▶ [WHAT THE TASK REQUIRES]: Only one stretch of the data below should be repeated: the lines from the line containing "fn voltage_event(volts: f64)" through the line containing "calls.fetch_add(1, Ordering::SeqCst);", inclusive, exactly as they are.

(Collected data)
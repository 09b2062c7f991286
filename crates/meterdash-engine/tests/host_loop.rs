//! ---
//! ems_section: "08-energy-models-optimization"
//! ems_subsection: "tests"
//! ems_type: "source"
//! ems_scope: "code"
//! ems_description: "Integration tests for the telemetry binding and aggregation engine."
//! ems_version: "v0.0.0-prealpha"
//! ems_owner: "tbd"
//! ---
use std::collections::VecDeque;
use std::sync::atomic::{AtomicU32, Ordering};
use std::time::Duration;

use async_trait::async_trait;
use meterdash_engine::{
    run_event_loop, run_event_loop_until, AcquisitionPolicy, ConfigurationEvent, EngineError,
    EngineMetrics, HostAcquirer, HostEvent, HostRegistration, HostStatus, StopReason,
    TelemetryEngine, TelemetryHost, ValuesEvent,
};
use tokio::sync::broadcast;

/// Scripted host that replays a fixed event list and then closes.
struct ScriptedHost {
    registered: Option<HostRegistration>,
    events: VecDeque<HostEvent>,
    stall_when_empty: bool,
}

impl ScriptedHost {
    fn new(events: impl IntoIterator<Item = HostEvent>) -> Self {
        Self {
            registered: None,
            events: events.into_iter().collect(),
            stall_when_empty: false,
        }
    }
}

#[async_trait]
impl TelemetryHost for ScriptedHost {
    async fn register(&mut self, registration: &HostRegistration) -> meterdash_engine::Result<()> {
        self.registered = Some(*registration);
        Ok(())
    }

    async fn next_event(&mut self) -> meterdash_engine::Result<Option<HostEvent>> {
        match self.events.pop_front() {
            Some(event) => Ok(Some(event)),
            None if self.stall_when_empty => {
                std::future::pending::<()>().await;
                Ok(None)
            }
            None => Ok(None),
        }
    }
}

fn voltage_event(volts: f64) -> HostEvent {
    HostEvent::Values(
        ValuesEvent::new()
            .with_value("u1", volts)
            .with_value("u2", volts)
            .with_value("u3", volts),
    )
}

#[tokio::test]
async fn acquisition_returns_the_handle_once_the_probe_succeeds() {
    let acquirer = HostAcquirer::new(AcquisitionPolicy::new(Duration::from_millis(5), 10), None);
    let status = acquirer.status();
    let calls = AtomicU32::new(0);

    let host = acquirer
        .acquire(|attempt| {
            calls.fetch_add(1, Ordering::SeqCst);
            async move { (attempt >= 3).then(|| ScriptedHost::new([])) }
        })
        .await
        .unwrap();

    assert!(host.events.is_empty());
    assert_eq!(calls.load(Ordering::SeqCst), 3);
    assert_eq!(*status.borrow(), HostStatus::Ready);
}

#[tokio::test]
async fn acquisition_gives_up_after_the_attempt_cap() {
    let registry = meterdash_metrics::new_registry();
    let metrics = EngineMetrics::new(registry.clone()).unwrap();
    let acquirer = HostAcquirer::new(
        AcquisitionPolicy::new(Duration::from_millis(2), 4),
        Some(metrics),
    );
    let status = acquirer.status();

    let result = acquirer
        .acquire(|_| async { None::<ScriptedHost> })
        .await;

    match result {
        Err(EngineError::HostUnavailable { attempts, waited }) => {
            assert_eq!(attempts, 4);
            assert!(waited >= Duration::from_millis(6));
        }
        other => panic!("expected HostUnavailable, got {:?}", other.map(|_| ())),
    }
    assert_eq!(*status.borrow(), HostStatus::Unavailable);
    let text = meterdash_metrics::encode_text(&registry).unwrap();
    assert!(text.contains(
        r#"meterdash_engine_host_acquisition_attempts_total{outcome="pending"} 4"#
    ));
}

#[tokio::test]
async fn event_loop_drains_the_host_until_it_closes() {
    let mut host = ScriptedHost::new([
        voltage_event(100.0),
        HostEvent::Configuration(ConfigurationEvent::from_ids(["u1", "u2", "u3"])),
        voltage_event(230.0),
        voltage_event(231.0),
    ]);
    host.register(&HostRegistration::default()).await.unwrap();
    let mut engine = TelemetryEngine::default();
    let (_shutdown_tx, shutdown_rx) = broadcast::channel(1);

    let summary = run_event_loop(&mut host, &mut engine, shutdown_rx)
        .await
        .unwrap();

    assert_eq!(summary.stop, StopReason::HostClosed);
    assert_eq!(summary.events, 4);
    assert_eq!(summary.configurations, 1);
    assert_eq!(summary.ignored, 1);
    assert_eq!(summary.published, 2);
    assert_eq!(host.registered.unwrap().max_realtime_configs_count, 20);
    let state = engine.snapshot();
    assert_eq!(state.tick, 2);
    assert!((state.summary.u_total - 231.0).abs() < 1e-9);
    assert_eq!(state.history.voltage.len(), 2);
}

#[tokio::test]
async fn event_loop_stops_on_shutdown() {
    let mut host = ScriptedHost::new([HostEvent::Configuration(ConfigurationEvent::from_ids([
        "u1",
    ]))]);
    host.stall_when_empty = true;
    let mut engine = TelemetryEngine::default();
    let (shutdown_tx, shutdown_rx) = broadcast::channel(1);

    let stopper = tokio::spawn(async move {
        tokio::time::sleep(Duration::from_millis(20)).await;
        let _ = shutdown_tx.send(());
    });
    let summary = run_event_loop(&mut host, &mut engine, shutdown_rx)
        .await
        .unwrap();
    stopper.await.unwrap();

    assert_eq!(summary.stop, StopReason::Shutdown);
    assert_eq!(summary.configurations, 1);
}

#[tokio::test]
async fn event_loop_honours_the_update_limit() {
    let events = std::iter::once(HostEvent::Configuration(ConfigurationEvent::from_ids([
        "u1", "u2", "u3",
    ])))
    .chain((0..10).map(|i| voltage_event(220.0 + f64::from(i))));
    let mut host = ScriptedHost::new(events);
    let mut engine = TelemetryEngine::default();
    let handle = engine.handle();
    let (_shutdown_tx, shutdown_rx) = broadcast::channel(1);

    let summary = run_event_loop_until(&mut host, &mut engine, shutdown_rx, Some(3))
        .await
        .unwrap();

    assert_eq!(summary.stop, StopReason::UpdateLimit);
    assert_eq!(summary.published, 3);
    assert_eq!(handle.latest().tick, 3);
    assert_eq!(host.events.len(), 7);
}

---

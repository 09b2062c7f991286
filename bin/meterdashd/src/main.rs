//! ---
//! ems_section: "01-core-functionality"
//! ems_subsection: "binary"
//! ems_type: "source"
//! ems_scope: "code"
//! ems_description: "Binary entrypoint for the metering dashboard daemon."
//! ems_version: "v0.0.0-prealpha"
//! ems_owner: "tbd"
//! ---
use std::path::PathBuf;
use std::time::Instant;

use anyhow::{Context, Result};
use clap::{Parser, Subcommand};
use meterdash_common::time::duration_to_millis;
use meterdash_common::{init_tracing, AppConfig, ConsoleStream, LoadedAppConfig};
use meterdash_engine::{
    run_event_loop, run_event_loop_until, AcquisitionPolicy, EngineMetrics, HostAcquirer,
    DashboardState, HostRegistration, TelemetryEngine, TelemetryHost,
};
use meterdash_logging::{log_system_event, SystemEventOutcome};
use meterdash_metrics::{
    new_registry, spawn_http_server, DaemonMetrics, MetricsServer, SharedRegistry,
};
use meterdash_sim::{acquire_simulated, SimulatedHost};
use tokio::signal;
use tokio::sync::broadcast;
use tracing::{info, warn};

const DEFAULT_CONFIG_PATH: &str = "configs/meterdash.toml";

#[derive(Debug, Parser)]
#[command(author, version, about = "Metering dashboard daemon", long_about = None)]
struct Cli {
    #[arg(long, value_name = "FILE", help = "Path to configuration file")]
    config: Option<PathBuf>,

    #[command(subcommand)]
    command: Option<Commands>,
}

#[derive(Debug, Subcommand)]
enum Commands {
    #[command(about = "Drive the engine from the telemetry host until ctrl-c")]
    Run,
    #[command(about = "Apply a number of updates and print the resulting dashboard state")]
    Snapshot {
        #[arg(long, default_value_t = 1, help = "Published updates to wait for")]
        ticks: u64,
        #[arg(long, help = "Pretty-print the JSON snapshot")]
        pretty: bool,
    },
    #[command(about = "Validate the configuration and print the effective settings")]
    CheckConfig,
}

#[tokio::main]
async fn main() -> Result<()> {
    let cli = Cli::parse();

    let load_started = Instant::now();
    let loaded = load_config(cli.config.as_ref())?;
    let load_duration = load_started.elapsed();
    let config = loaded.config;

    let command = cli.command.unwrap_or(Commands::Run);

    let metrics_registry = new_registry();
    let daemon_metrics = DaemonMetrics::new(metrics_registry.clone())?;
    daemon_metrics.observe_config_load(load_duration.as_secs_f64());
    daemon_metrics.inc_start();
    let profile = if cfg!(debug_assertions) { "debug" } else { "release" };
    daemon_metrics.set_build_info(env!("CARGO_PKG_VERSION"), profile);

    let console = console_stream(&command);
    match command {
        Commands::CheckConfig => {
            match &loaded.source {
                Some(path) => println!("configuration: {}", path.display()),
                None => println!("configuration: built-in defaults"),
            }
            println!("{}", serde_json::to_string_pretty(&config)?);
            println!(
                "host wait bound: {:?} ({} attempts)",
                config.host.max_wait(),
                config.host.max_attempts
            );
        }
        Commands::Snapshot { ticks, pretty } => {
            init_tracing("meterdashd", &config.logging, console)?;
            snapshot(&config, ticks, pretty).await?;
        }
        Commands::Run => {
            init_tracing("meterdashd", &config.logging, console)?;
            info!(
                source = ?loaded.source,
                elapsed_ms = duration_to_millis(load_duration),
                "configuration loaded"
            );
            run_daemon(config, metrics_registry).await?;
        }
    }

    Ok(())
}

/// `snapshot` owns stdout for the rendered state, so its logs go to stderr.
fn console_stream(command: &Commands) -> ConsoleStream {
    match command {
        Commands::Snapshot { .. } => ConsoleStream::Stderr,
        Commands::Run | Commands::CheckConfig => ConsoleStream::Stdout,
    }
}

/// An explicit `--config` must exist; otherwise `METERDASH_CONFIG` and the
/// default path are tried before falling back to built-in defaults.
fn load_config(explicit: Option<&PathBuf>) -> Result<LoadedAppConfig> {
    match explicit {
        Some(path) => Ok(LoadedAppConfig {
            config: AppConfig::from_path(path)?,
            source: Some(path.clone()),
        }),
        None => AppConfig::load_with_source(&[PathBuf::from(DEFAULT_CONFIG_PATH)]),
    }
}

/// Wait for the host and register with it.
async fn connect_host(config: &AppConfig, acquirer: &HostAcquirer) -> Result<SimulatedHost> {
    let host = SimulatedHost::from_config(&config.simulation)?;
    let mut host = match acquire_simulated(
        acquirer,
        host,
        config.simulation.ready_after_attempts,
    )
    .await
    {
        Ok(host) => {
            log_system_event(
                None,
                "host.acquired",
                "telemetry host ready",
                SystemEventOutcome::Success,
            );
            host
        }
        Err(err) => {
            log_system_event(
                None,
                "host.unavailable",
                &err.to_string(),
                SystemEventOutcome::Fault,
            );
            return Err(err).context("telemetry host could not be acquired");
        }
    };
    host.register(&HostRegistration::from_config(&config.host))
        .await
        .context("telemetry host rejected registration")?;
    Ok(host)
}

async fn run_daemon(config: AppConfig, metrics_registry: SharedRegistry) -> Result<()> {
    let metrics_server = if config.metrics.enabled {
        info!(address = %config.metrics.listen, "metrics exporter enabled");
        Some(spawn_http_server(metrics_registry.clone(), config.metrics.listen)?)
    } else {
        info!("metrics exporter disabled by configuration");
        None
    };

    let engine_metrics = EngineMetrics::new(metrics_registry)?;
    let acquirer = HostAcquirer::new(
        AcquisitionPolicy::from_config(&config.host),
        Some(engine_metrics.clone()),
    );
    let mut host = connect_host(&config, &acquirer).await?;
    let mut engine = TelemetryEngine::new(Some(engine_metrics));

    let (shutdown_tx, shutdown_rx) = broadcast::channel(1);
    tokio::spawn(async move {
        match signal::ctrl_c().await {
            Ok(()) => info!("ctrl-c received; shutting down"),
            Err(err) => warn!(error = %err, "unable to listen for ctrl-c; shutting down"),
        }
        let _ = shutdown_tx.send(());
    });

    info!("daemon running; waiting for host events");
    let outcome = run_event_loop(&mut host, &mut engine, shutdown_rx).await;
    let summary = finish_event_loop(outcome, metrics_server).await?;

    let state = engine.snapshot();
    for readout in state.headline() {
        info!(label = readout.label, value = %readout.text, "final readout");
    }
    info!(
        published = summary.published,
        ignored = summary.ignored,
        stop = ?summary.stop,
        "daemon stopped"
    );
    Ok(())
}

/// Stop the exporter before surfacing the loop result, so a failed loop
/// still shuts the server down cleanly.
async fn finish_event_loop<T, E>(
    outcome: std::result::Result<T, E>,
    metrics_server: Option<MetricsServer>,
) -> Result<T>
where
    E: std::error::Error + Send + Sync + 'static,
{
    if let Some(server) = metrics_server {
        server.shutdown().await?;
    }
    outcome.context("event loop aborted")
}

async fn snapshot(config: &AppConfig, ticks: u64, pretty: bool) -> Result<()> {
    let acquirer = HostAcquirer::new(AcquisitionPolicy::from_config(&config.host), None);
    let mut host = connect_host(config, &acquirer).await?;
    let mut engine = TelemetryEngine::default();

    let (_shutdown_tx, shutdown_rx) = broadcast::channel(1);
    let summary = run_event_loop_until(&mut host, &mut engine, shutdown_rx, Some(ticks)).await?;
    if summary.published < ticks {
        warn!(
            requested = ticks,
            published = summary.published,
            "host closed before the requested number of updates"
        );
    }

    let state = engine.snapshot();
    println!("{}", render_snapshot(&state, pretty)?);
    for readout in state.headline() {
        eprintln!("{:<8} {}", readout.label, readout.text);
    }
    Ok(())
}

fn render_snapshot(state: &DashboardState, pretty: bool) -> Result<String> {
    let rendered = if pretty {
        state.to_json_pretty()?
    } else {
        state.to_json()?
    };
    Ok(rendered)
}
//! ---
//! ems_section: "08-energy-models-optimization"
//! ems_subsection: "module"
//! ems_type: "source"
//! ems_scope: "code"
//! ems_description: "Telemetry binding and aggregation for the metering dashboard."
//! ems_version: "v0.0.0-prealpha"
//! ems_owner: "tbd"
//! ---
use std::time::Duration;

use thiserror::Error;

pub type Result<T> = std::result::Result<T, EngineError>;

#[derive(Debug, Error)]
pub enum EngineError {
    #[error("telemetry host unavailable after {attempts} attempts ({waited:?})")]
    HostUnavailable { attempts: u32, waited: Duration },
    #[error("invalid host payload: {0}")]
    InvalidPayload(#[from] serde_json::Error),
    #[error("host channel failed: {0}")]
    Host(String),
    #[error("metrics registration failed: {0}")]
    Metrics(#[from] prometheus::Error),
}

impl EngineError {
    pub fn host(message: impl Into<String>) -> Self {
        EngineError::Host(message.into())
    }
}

▶ [SOLUTION FOR THIS TASK]:
fn voltage_event(volts: f64) -> HostEvent {
    HostEvent::Values(
        ValuesEvent::new()
            .with_value("u1", volts)
            .with_value("u2", volts)
            .with_value("u3", volts),
    )
}

#[tokio::test]
async fn acquisition_returns_the_handle_once_the_probe_succeeds() {
    let acquirer = HostAcquirer::new(AcquisitionPolicy::new(Duration::from_millis(5), 10), None);
    let status = acquirer.status();
    let calls = AtomicU32::new(0);

    let host = acquirer
        .acquire(|attempt| {
            calls.fetch_add(1, Ordering::SeqCst);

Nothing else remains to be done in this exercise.